De son côté, Jay Milton Hoffman avait écrit (1968B5 page 65) :
Le terrain cultivé est réparti presque également entre les habitants, de sorte que chaque famille en possède à peu près la même étendue. La superficie des champs en terrasses varie d’un demi à cinq acres [0.2 à 2 ha]. Il n’y a pas de favoritisme au Hunza. Tout le monde y est traité comme un égal. Il n’y a pas non plus de gens trop riches ni extrêmement pauvres.
C’est bien sûr la « version officielle » qui lui a été dictée par le Mir Muhammad Jamal Khan. Le géographe Nigel JR Allan est d’un avis fort divergent à la même époque (1990A20 pages 399, 403–404, 405–406) :
Jusqu’en 1974, la région du Hunza était sous le contrôle d’un despote local qui imposait des taxes excessives sur le grain ; ces taxes, ainsi que d’autres facteurs culturels, rendaient impossibles des projets comme les jardins maraîchers de subsistance familiale et contribuaient à entretenir une malnutrition chronique. […]

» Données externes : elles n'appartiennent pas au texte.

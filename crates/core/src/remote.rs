use crate::embeddings::EmbeddingProvider;
use crate::error::EmbeddingError;
use async_trait::async_trait;
use reqwest::Client;
use serde::{Deserialize, Serialize};
use url::Url;

#[derive(Debug, Clone, Serialize)]
struct EmbedRequest<'a> {
    texts: &'a [String],
}

#[derive(Debug, Clone, Deserialize)]
struct EmbedResponse {
    embeddings: Vec<Vec<f32>>,
}

/// HTTP embedding provider: posts `{"texts": [...]}` to `<endpoint>/embed`
/// and expects `{"embeddings": [[...], ...]}` back, one row per input text.
pub struct RemoteEmbedder {
    endpoint: Url,
    api_key: Option<String>,
    client: Client,
    dimensions: usize,
}

impl RemoteEmbedder {
    pub fn new(
        endpoint: &str,
        api_key: Option<String>,
        dimensions: usize,
    ) -> Result<Self, EmbeddingError> {
        let base = Url::parse(endpoint)?;
        let endpoint = base.join("embed")?;
        Ok(Self {
            endpoint,
            api_key,
            client: Client::new(),
            dimensions,
        })
    }

    async fn request(&self, texts: &[String]) -> Result<Vec<Vec<f32>>, EmbeddingError> {
        let mut request = self
            .client
            .post(self.endpoint.clone())
            .json(&EmbedRequest { texts });

        if let Some(api_key) = &self.api_key {
            request = request.bearer_auth(api_key);
        }

        let response = request.send().await?;

        if !response.status().is_success() {
            return Err(EmbeddingError::BackendResponse {
                endpoint: self.endpoint.to_string(),
                details: format!("status {}", response.status()),
            });
        }

        let payload: EmbedResponse = response.json().await?;
        validate_embeddings(
            payload.embeddings,
            texts.len(),
            self.dimensions,
            self.endpoint.as_str(),
        )
    }
}

fn validate_embeddings(
    embeddings: Vec<Vec<f32>>,
    expected_rows: usize,
    dimensions: usize,
    endpoint: &str,
) -> Result<Vec<Vec<f32>>, EmbeddingError> {
    if embeddings.len() != expected_rows {
        return Err(EmbeddingError::BackendResponse {
            endpoint: endpoint.to_string(),
            details: format!(
                "expected {} embedding rows, got {}",
                expected_rows,
                embeddings.len()
            ),
        });
    }

    for vector in &embeddings {
        if vector.len() != dimensions {
            return Err(EmbeddingError::DimensionMismatch {
                expected: dimensions,
                got: vector.len(),
            });
        }
    }

    Ok(embeddings)
}

#[async_trait]
impl EmbeddingProvider for RemoteEmbedder {
    fn dimensions(&self) -> usize {
        self.dimensions
    }

    async fn embed(&self, text: &str) -> Result<Vec<f32>, EmbeddingError> {
        let texts = [text.to_string()];
        let mut vectors = self.request(&texts).await?;
        vectors.pop().ok_or_else(|| EmbeddingError::BackendResponse {
            endpoint: self.endpoint.to_string(),
            details: "empty embedding response".to_string(),
        })
    }

    async fn embed_batch(&self, texts: &[String]) -> Result<Vec<Vec<f32>>, EmbeddingError> {
        if texts.is_empty() {
            return Ok(Vec::new());
        }
        self.request(texts).await
    }
}

#[cfg(test)]
mod tests {
    use super::{validate_embeddings, RemoteEmbedder};
    use crate::error::EmbeddingError;

    #[test]
    fn endpoint_join_appends_embed_path() {
        let embedder = RemoteEmbedder::new("http://localhost:8080/", None, 4).unwrap();
        assert_eq!(embedder.endpoint.as_str(), "http://localhost:8080/embed");
    }

    #[test]
    fn invalid_endpoint_is_rejected() {
        assert!(matches!(
            RemoteEmbedder::new("not a url", None, 4),
            Err(EmbeddingError::Url(_))
        ));
    }

    #[test]
    fn row_count_mismatch_is_a_backend_error() {
        let result = validate_embeddings(vec![vec![0.0; 4]], 2, 4, "http://x/embed");
        assert!(matches!(
            result,
            Err(EmbeddingError::BackendResponse { .. })
        ));
    }

    #[test]
    fn dimension_mismatch_is_reported() {
        let result = validate_embeddings(vec![vec![0.0; 3]], 1, 4, "http://x/embed");
        assert!(matches!(
            result,
            Err(EmbeddingError::DimensionMismatch {
                expected: 4,
                got: 3
            })
        ));
    }

    #[test]
    fn well_formed_rows_pass_through() {
        let rows = vec![vec![0.1, 0.2], vec![0.3, 0.4]];
        let validated = validate_embeddings(rows.clone(), 2, 2, "http://x/embed").unwrap();
        assert_eq!(validated, rows);
    }
}
pub mod embeddings;
pub mod error;
pub mod extractor;
pub mod models;
pub mod remote;
pub mod similarity;
pub mod store;
pub mod suggest;

pub use embeddings::{EmbeddingProvider, HashEmbedder, DEFAULT_EMBEDDING_DIMENSIONS};
pub use error::{EmbeddingError, IngestError, MatchError, Result, StoreError};
pub use extractor::{extract_text_from_path, normalize_whitespace, LopdfExtractor, PdfExtractor};
pub use models::{
    Assignment, Call, DashboardStats, NewCall, NewProposal, NewResearcher, NewReview, NewReviewer,
    Proposal, ProposalStatus, Researcher, ReviewCriteria, ReviewScore, Reviewer,
    ReviewerSuggestion,
};
pub use remote::RemoteEmbedder;
pub use similarity::cosine_similarity;
pub use store::{hash_password, Database};
pub use suggest::{matched_priority_areas, SuggestionEngine, MAX_SUGGESTIONS};
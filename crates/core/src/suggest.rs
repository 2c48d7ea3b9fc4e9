use crate::embeddings::EmbeddingProvider;
use crate::error::MatchError;
use crate::models::{Reviewer, ReviewerSuggestion};
use crate::similarity::cosine_similarity;
use std::collections::HashSet;
use tracing::debug;

pub const MAX_SUGGESTIONS: usize = 3;

/// Ranks a reviewer pool against one proposal's combined text signal and
/// returns up to [`MAX_SUGGESTIONS`] previously-unassigned reviewers, each
/// with a similarity score and a human-readable match explanation.
///
/// The engine is a pure function over its inputs: it reads the snapshots the
/// caller passes in and returns a value. Persisting the result as assignment
/// rows is the caller's explicit confirm step.
pub struct SuggestionEngine<P> {
    provider: P,
    max_suggestions: usize,
}

impl<P> SuggestionEngine<P>
where
    P: EmbeddingProvider + Send + Sync,
{
    pub fn new(provider: P) -> Self {
        Self {
            provider,
            max_suggestions: MAX_SUGGESTIONS,
        }
    }

    /// Produces the ranked shortlist for one proposal.
    ///
    /// `proposal_text` is the proposal body, `priority_areas` the call's raw
    /// comma-delimited areas string; the two are concatenated into the
    /// embedding signal, while area matching against reviewer expertise uses
    /// the raw areas string independently of the embedding.
    ///
    /// An empty reviewer pool is a legitimate terminal state and returns an
    /// empty list. A blank combined signal is `MatchError::InvalidInput`.
    /// Embedding provider failures propagate.
    pub async fn suggest(
        &self,
        proposal_text: &str,
        priority_areas: &str,
        reviewers: &[Reviewer],
        assigned: &HashSet<i64>,
    ) -> Result<Vec<ReviewerSuggestion>, MatchError> {
        if reviewers.is_empty() {
            return Ok(Vec::new());
        }

        let combined = format!("{} {}", proposal_text, priority_areas);
        if combined.trim().is_empty() {
            return Err(MatchError::InvalidInput(
                "proposal has no text to rank against".to_string(),
            ));
        }

        // A reviewer who never uploaded a CV carries no ranking signal, so
        // the pool is narrowed to reviewers with non-blank CV text.
        let candidates: Vec<&Reviewer> = reviewers
            .iter()
            .filter(|reviewer| !reviewer.cv_text.trim().is_empty())
            .collect();

        if candidates.is_empty() {
            return Ok(Vec::new());
        }

        let cv_texts: Vec<String> = candidates
            .iter()
            .map(|reviewer| reviewer.cv_text.clone())
            .collect();

        let (proposal_vector, reviewer_vectors) = tokio::try_join!(
            self.provider.embed(&combined),
            self.provider.embed_batch(&cv_texts)
        )?;

        let mut ranked: Vec<(usize, f32)> = reviewer_vectors
            .iter()
            .enumerate()
            .map(|(index, vector)| (index, cosine_similarity(&proposal_vector, vector)))
            .collect();

        // Stable sort: tied scores keep the pool's input order.
        ranked.sort_by(|left, right| right.1.total_cmp(&left.1));

        let mut suggestions = Vec::new();
        for (index, score) in ranked {
            if suggestions.len() >= self.max_suggestions {
                break;
            }

            let reviewer = candidates[index];
            if assigned.contains(&reviewer.id) {
                debug!(reviewer_id = reviewer.id, "skipping already-assigned reviewer");
                continue;
            }

            let matched_areas = matched_priority_areas(priority_areas, &reviewer.expertise);
            let explanation = build_explanation(&matched_areas, &reviewer.expertise);

            suggestions.push(ReviewerSuggestion {
                reviewer_id: reviewer.id,
                reviewer_name: reviewer.name.clone(),
                score,
                matched_areas,
                explanation,
            });
        }

        debug!(count = suggestions.len(), "reviewer suggestions ready");
        Ok(suggestions)
    }
}

/// Case-insensitive substring match of each comma-delimited priority area
/// against the reviewer's expertise text. Independent of the embedding score.
pub fn matched_priority_areas(priority_areas: &str, expertise: &str) -> Vec<String> {
    if priority_areas.trim().is_empty() || expertise.trim().is_empty() {
        return Vec::new();
    }

    let expertise_lower = expertise.to_lowercase();
    priority_areas
        .split(',')
        .map(str::trim)
        .filter(|area| !area.is_empty())
        .filter(|area| expertise_lower.contains(&area.to_lowercase()))
        .map(str::to_string)
        .collect()
}

fn build_explanation(matched_areas: &[String], expertise: &str) -> String {
    let matched = if matched_areas.is_empty() {
        "None".to_string()
    } else {
        matched_areas.join(", ")
    };

    format!(
        "Similarity signals:\n\
         - Text embedding similarity\n\
         - Priority area matching\n\
         \n\
         Matched Areas:\n\
         {matched}\n\
         \n\
         Reviewer Expertise:\n\
         {expertise}"
    )
}

#[cfg(test)]
mod tests {
    use super::{matched_priority_areas, SuggestionEngine};
    use crate::embeddings::EmbeddingProvider;
    use crate::error::{EmbeddingError, MatchError};
    use crate::models::Reviewer;
    use async_trait::async_trait;
    use std::collections::{HashMap, HashSet};

    /// Maps exact input text to fixed vectors; unknown text embeds to zero.
    struct FakeProvider {
        vectors: HashMap<String, Vec<f32>>,
        dimensions: usize,
        fail: bool,
    }

    impl FakeProvider {
        fn new(pairs: &[(&str, Vec<f32>)]) -> Self {
            let dimensions = pairs.first().map(|(_, v)| v.len()).unwrap_or(3);
            Self {
                vectors: pairs
                    .iter()
                    .map(|(text, vector)| (text.to_string(), vector.clone()))
                    .collect(),
                dimensions,
                fail: false,
            }
        }

        fn failing() -> Self {
            Self {
                vectors: HashMap::new(),
                dimensions: 3,
                fail: true,
            }
        }
    }

    #[async_trait]
    impl EmbeddingProvider for FakeProvider {
        fn dimensions(&self) -> usize {
            self.dimensions
        }

        async fn embed(&self, text: &str) -> Result<Vec<f32>, EmbeddingError> {
            if self.fail {
                return Err(EmbeddingError::BackendResponse {
                    endpoint: "fake".to_string(),
                    details: "provider unavailable".to_string(),
                });
            }
            Ok(self
                .vectors
                .get(text)
                .cloned()
                .unwrap_or_else(|| vec![0.0; self.dimensions]))
        }
    }

    fn reviewer(id: i64, name: &str, expertise: &str, cv_text: &str) -> Reviewer {
        Reviewer {
            id,
            name: name.to_string(),
            email: format!("{}@example.org", name.to_lowercase()),
            expertise: expertise.to_string(),
            cv_text: cv_text.to_string(),
        }
    }

    const PROPOSAL: &str = "machine learning for crop yield";
    const AREAS: &str = "AI, Agriculture";
    // The engine embeds body and areas as one signal.
    const COMBINED: &str = "machine learning for crop yield AI, Agriculture";

    #[tokio::test]
    async fn ranks_overlapping_reviewer_above_unrelated_and_excludes_assigned() {
        let provider = FakeProvider::new(&[
            (COMBINED, vec![1.0, 0.0, 0.0]),
            ("cv-a", vec![0.9, 0.1, 0.0]),
            ("cv-b", vec![0.0, 1.0, 0.0]),
            ("cv-c", vec![1.0, 0.0, 0.0]),
        ]);
        let engine = SuggestionEngine::new(provider);

        let reviewers = vec![
            reviewer(1, "Asha", "Expert in AI and agriculture", "cv-a"),
            reviewer(2, "Bjorn", "Marine biology", "cv-b"),
            reviewer(3, "Chen", "Crop science", "cv-c"),
        ];
        let assigned = HashSet::from([3]);

        let suggestions = engine
            .suggest(PROPOSAL, AREAS, &reviewers, &assigned)
            .await
            .unwrap();

        assert_eq!(suggestions.len(), 2);
        assert_eq!(suggestions[0].reviewer_id, 1);
        assert_eq!(suggestions[1].reviewer_id, 2);
        assert!(suggestions[0].score >= suggestions[1].score);
        assert!(suggestions.iter().all(|s| s.reviewer_id != 3));

        assert_eq!(suggestions[0].matched_areas, vec!["AI", "Agriculture"]);
        assert!(suggestions[0].explanation.contains("AI, Agriculture"));
        assert!(suggestions[1].matched_areas.is_empty());
        assert!(suggestions[1].explanation.contains("Matched Areas:\nNone"));
    }

    #[tokio::test]
    async fn empty_pool_returns_empty_list_without_error() {
        let engine = SuggestionEngine::new(FakeProvider::new(&[]));
        let suggestions = engine
            .suggest(PROPOSAL, AREAS, &[], &HashSet::new())
            .await
            .unwrap();
        assert!(suggestions.is_empty());
    }

    #[tokio::test]
    async fn caps_suggestions_at_three() {
        let provider = FakeProvider::new(&[
            (COMBINED, vec![1.0, 0.0, 0.0]),
            ("cv-1", vec![1.0, 0.0, 0.0]),
            ("cv-2", vec![0.9, 0.1, 0.0]),
            ("cv-3", vec![0.8, 0.2, 0.0]),
            ("cv-4", vec![0.7, 0.3, 0.0]),
            ("cv-5", vec![0.6, 0.4, 0.0]),
        ]);
        let engine = SuggestionEngine::new(provider);

        let reviewers: Vec<Reviewer> = (1..=5)
            .map(|n| reviewer(n, &format!("R{n}"), "AI", &format!("cv-{n}")))
            .collect();

        let suggestions = engine
            .suggest(PROPOSAL, AREAS, &reviewers, &HashSet::new())
            .await
            .unwrap();

        assert_eq!(suggestions.len(), 3);
        assert_eq!(
            suggestions.iter().map(|s| s.reviewer_id).collect::<Vec<_>>(),
            vec![1, 2, 3]
        );
    }

    #[tokio::test]
    async fn tied_scores_keep_pool_order() {
        let provider = FakeProvider::new(&[
            (COMBINED, vec![1.0, 0.0, 0.0]),
            ("cv-same", vec![0.5, 0.5, 0.0]),
        ]);
        let engine = SuggestionEngine::new(provider);

        let reviewers = vec![
            reviewer(7, "First", "AI", "cv-same"),
            reviewer(8, "Second", "AI", "cv-same"),
        ];

        let suggestions = engine
            .suggest(PROPOSAL, AREAS, &reviewers, &HashSet::new())
            .await
            .unwrap();

        assert_eq!(suggestions.len(), 2);
        assert_eq!(suggestions[0].score, suggestions[1].score);
        assert_eq!(suggestions[0].reviewer_id, 7);
        assert_eq!(suggestions[1].reviewer_id, 8);
    }

    #[tokio::test]
    async fn zero_proposal_vector_scores_zero_not_nan() {
        // COMBINED is absent from the fake, so the proposal embeds to zero.
        let provider = FakeProvider::new(&[("cv-a", vec![0.9, 0.1, 0.0])]);
        let engine = SuggestionEngine::new(provider);

        let reviewers = vec![reviewer(1, "Asha", "AI", "cv-a")];
        let suggestions = engine
            .suggest(PROPOSAL, AREAS, &reviewers, &HashSet::new())
            .await
            .unwrap();

        assert_eq!(suggestions.len(), 1);
        assert_eq!(suggestions[0].score, 0.0);
        assert!(!suggestions[0].score.is_nan());
    }

    #[tokio::test]
    async fn reviewers_without_cv_text_are_excluded() {
        let provider = FakeProvider::new(&[
            (COMBINED, vec![1.0, 0.0, 0.0]),
            ("cv-a", vec![0.9, 0.1, 0.0]),
        ]);
        let engine = SuggestionEngine::new(provider);

        let reviewers = vec![
            reviewer(1, "Asha", "AI", "cv-a"),
            reviewer(2, "NoCv", "AI", "   "),
        ];

        let suggestions = engine
            .suggest(PROPOSAL, AREAS, &reviewers, &HashSet::new())
            .await
            .unwrap();

        assert_eq!(suggestions.len(), 1);
        assert_eq!(suggestions[0].reviewer_id, 1);
    }

    #[tokio::test]
    async fn blank_proposal_signal_is_invalid_input() {
        let engine = SuggestionEngine::new(FakeProvider::new(&[]));
        let reviewers = vec![reviewer(1, "Asha", "AI", "cv-a")];

        let result = engine.suggest("  ", "", &reviewers, &HashSet::new()).await;
        assert!(matches!(result, Err(MatchError::InvalidInput(_))));
    }

    #[tokio::test]
    async fn provider_failure_propagates() {
        let engine = SuggestionEngine::new(FakeProvider::failing());
        let reviewers = vec![reviewer(1, "Asha", "AI", "cv-a")];

        let result = engine
            .suggest(PROPOSAL, AREAS, &reviewers, &HashSet::new())
            .await;
        assert!(matches!(result, Err(MatchError::Embedding(_))));
    }

    #[test]
    fn area_matching_is_case_insensitive_substring_containment() {
        let matched = matched_priority_areas("AI, Agriculture", "expert in ai and AGRICULTURE");
        assert_eq!(matched, vec!["AI", "Agriculture"]);

        assert!(matched_priority_areas("AI, Agriculture", "marine biology").is_empty());
        assert!(matched_priority_areas("", "anything").is_empty());
        assert!(matched_priority_areas("AI", "").is_empty());
    }
}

Les gens du Hunza n’ont pas pu effectuer la transition vers une forme plus intensive de production de nourriture, comme les jardins potagers, parce que le despote collectait les taxes en grain ; ensuite il assurait sa légitimité en redistribuant une partie de ce grain aux résidents du Hunza pendant les fêtes et aux périodes de famine intense. […]
La conquête britannique du Hunza en 1891 a mis fin à la pratique commune de possession et de vente d’esclaves par le souverain du Hunza (Knight 1892A2). Ne bénéficiant plus du pillage lucratif de caravanes et du trafic d’esclaves, l’économie du Hunza a décliné et les maigres ressources étaient insuffisantes pour nourrir la populace. Les tentatives du Mir de cultiver des vallées éloignées comme celle de Raskam au Turkestan chinois se sont avérées futiles, et la domination et la pacification britannique sont devenues un facteur de persistance de la famine chronique au Hunza pendant la première moitié de ce siècle. Les travaux d’irrigation ont augmenté après cette période (Kreutzmann 1988A19). […]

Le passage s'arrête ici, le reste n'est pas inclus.